Our client is the leading IT development and consulting company serving multiple hospitals, academic medical centers, medical groups, clinics, and other healthcare institutions in the USA. The firm specializes in compensation, benefits, and human resources solutions for healthcare and not-for-profit organizations. With over 30 years of experience, they offer a comprehensive suite of services designed to help their clients attract, retain, and motivate top talent. Some of their key solutions include executive and physician compensation, employee benefits, workforce planning and analytics, and governance and regulatory compliance.
Our client required our expertise to mine comprehensive details of physicians operating within specific locations and specialties. To achieve this, the client provides us with a relevant list of hospital websites to serve as a primary source for gathering relevant information- location of practice, contact details of these medical practitioners, and other details. Additionally, our client has tasked us with identifying any gaps present in the collected data, conducting extensive web research to enrich and update the database, and ensuring it is comprehensive and up-to-date.

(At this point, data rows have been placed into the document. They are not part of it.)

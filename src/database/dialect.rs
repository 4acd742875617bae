//! Driver capabilities consumed by the connection manager
//!
//! The manager never talks to a database directly. A [`Dialect`] knows how to
//! open a [`ConnectionHandle`], and the handle exposes pool controls and the
//! schema-sync engine.

use crate::config::ManagerConfig;
use crate::database::schema::TableSchema;
use anyhow::Result;

/// Maximum idle connections kept by a freshly opened handle
pub const DEFAULT_MAX_IDLE_CONNS: usize = 10;

/// Database engine family a connection targets
pub trait Dialect: Send + Sync {
    type Handle: ConnectionHandle;

    /// Canonical dialect name, e.g. `sqlite`
    fn name(&self) -> &str;

    /// Open a connection handle for `conn_string`
    fn open(&self, conn_string: &str, config: &ManagerConfig) -> Result<Self::Handle>;
}

/// Live, pooled connection returned by [`Dialect::open`]
pub trait ConnectionHandle: Send + Sync {
    /// Cap the number of idle connections kept in the pool
    fn set_max_idle_conns(&self, n: usize) -> Result<()>;

    /// Cap the number of open connections; `None` means unlimited
    fn set_max_open_conns(&self, n: Option<usize>) -> Result<()>;

    /// Create or alter tables so the live schema matches `tables`
    fn sync_schema(&self, tables: &[TableSchema]) -> Result<()>;
}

The requirement and volume of data to be extracted for the project keep on varying. To meet the dynamic demands of the client, we have deployed a team of six dedicated healthcare data professionals and 8-10 part-time resources (subject matter experts) for the project. We began by preparing a database in Excel and later gained access to their CRM, wherein we are performing the following tasks:
The client provides us with relevant sources to mine US-based physicians' data and extract relevant details. We have allotted a team of dedicated medical data professionals to mine data from specified sources (particularly hospital websites) within the required location, region, and specialties. For instance, finding family nurse physicians in Indiana state.
To scrape the relevant data, our team uses custom scripts and APIs, allowing us to extract various data points like practice location, phone number, gender, NPI numbers, specialties, and more from a variety of websites. For sites that are difficult to scrape automatically, we manually check web sources provided by the client, apply filters based on their specifications, and capture the necessary data. Once the data is collected, we consolidate it into a comprehensive database that our client uses for their own purposes.
Information collected using automated data scraping may not always be 100% accurate and hence its accuracy and reliability cannot be trusted. To address this issue, we have implemented a comprehensive data validation and quality review process.
Our professionals carefully verify and validate all information collected by automated scrapers, ensuring that the data extracted is both complete and accurate. This process includes a thorough review of all relevant data points collected with the data mining process.
As stated in the challenges, there are several instances where the client-provided website does not complete information about the physicians. To tackle this, we have assigned a team of specialized and experienced web data research experts with a wealth of experience in the healthcare sector. They diligently sift through various sources, including Google, directory websites, and social media platforms, to identify and gather relevant data. Our experts manually extract the missing information and enrich the database with complete and up-to-date information.
After collecting the desired information and finding the missing data, our custom list building experts worked diligently to create a custom, comprehensive, and up-to-date database of physicians, including their specialties, practice locations, phone numbers, and other relevant details within the client’s proprietary platform. Our team manually verified and compiled data from various sources and ensured that the custom list provided to the client was valid with accurate information.
The client signed a long-term contract with SunTec and is still working with us since 2016.
Our approach to data mining, leveraging a combination of automated and manual techniques, has proven to be highly effective, with the client experiencing a remarkable 5X increase in data acquisition speed.
Our diligent data verification and validation procedures have led to a substantial 35% boost in data accuracy for the client, enabling them to make informed decisions
Our human-in-the-loop approach acknowledges the limitations of automation and underscores the need for human expertise and intervention to ensure optimal results. This project exemplifies this approach, where we employed automated data mining and scraping techniques to gather the required data, but it relied heavily on human intervention at several stages. Manual data extraction played a vital role in the project's success, particularly when scraping techniques were insufficient. Moreover, manual data research and enrichment were necessary to access the relevant data on practitioners and physicians. Additionally, the data validation process involved our professionals verifying the accuracy and relevance of the collected data, enabling the client to access accurate, verified, and relevant healthcare data.